Je terminerai cet inventaire par deux enregistrements de Charles Earland, organiste et saxophoniste  né comme Shirley Scott à Philadelphie et bon représentant du “Hammond funk soul groove”.

“Black Talk” , PR 7758, paru en 1970 aligne une solide formation avec Earland à l'orgue, Virgil Jones à la trompette,  Houston Person au sax ténor, Melvin Sparks à la guitare, Idris Muhammad à la batterire ainsi que Buddy Caldwell aux congas. On y trouve ce très enthousiasmant “More Today Than Yesterday” que je me suis surpris à rejouer plusieurs fois.

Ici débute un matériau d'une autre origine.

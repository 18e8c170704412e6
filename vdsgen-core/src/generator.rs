//! End-to-end generation.
//!
//! 1. Resolve the fragment list (prefix search or explicit names)
//! 2. Derive the output name unless one was given
//! 3. Build the source set (probe every fragment, or use declared metadata)
//! 4. Plan the layout
//! 5. Build the mappings
//! 6. Choose create or append, refusing an occupied target node
//! 7. Create missing parent groups in the opened artifact
//! 8. Commit every mapping in one call
//!
//! Steps 1 to 5 never write. The commit is the only durable change, so a
//! failure anywhere before it leaves the output untouched.

use crate::config::{GeneratorConfig, SourceSpec};
use crate::layout::LayoutPlan;
use crate::mapping::{self, MappingEntry};
use crate::metadata::{self, ElementType};
use crate::mode::WriteMode;
use crate::store::{ArrayStore, TargetArtifact, VirtualDataset};
use crate::validate::SourceSet;
use crate::{fragments, Error, Result};
use std::path::{Path, PathBuf};

#[cfg(feature = "serde")]
use serde::Serialize;

/// Everything needed to commit a virtual dataset, computed without writing.
#[derive(Debug, Clone, PartialEq, Eq)]
#[cfg_attr(feature = "serde", derive(Serialize))]
pub struct GenerationPlan {
    pub output_file: PathBuf,
    pub target_node: String,
    pub element_type: ElementType,
    pub layout: LayoutPlan,
    pub mappings: Vec<MappingEntry>,
}

/// Runs steps 1 to 5 and returns the plan.
///
/// # Errors
/// Returns discovery, probing and validation errors; see [`Error`].
pub fn plan<S>(store: &S, config: &GeneratorConfig) -> Result<GenerationPlan>
where
    S: ArrayStore + ?Sized,
{
    let (paths, prefix) = fragments::resolve(store, &config.root, &config.selection)?;
    let Some(first) = paths.first() else {
        return Err(Error::InsufficientFragments { found: 0 });
    };

    let name = match &config.output {
        Some(name) => name.clone(),
        None => fragments::output_name(&prefix, first),
    };
    let output_file = absolute(&config.root.join(&name))?;

    let file_names: Vec<String> = paths
        .iter()
        .filter_map(|path| path.file_name())
        .map(|name| name.to_string_lossy().into_owned())
        .collect();
    log::debug!("Combining datasets {} into {name}", file_names.join(", "));

    let sources = source_set(store, paths, config)?;
    let layout = LayoutPlan::for_sources(&sources, config.stripe_spacing, config.module_spacing)?;
    let mappings = mapping::build(&sources, &layout, &config.source_node, &output_file);

    Ok(GenerationPlan {
        output_file,
        target_node: config.target_node.to_string(),
        element_type: sources.reference().element_type,
        layout,
        mappings,
    })
}

/// Plans and commits the virtual dataset.
///
/// Returns the committed plan and the write mode that was used.
///
/// # Errors
/// Returns any planning error, [`Error::NodeConflict`] if the target node is
/// taken, or a store error from the commit.
pub fn generate<S>(store: &mut S, config: &GeneratorConfig) -> Result<(GenerationPlan, WriteMode)>
where
    S: ArrayStore + ?Sized,
{
    let plan = plan(store, config)?;
    let mode = WriteMode::select(store, &plan.output_file, &config.target_node)?;

    log::info!("Creating VDS at {}", plan.output_file.display());
    let dataset = VirtualDataset {
        node: config.target_node.clone(),
        shape: plan.layout.target_shape.clone(),
        element_type: plan.element_type,
        mappings: plan.mappings.clone(),
        fill_value: config.fill_value,
    };

    let mut target = store.open_target(&plan.output_file, mode)?;
    config.target_node.ensure_parents(&mut target)?;
    target.commit_virtual_dataset(&dataset)?;

    Ok((plan, mode))
}

fn source_set<S>(store: &S, paths: Vec<PathBuf>, config: &GeneratorConfig) -> Result<SourceSet>
where
    S: ArrayStore + ?Sized,
{
    let sources = match &config.source {
        SourceSpec::Declared(meta) => SourceSet::declared(paths, meta, config.stack)?,
        SourceSpec::Probed => {
            if let Some(missing) = paths.iter().find(|path| !store.file_exists(path)) {
                return Err(Error::MissingFragment(missing.clone()));
            }
            // Each fragment is checked as soon as it is probed, so a mismatch
            // is reported before any later fragment is opened.
            let mut paths = paths.into_iter();
            let Some(first) = paths.next() else {
                return Err(Error::InsufficientFragments { found: 0 });
            };
            let reference = metadata::probe(store, &first, &config.source_node)?;
            let mut sources = SourceSet::new(first, reference, config.stack)?;
            for path in paths {
                let meta = metadata::probe(store, &path, &config.source_node)?;
                sources.push(path, meta)?;
            }
            sources
        }
    };
    log::debug!("Source metadata retrieved: {:?}", sources.reference());
    Ok(sources)
}

fn absolute(path: &Path) -> Result<PathBuf> {
    if path.is_absolute() {
        Ok(path.to_path_buf())
    } else {
        Ok(std::env::current_dir()?.join(path))
    }
}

“Living Black” , PR10009,  enregistré la même année, mais paru en 1971 nous restitue toute la chaude ambiance d'un  “live”, captée au Key Club à Newark dans le New Jersey dans un effervescent (*) “Milestones”. Le personnel est différent avec Gary Chandler à la trompette et Grover Washington au sax ténor. Earland y démontre son excellence en un contexte purement jazz, mais reste surtout connu pour être un maître du groove.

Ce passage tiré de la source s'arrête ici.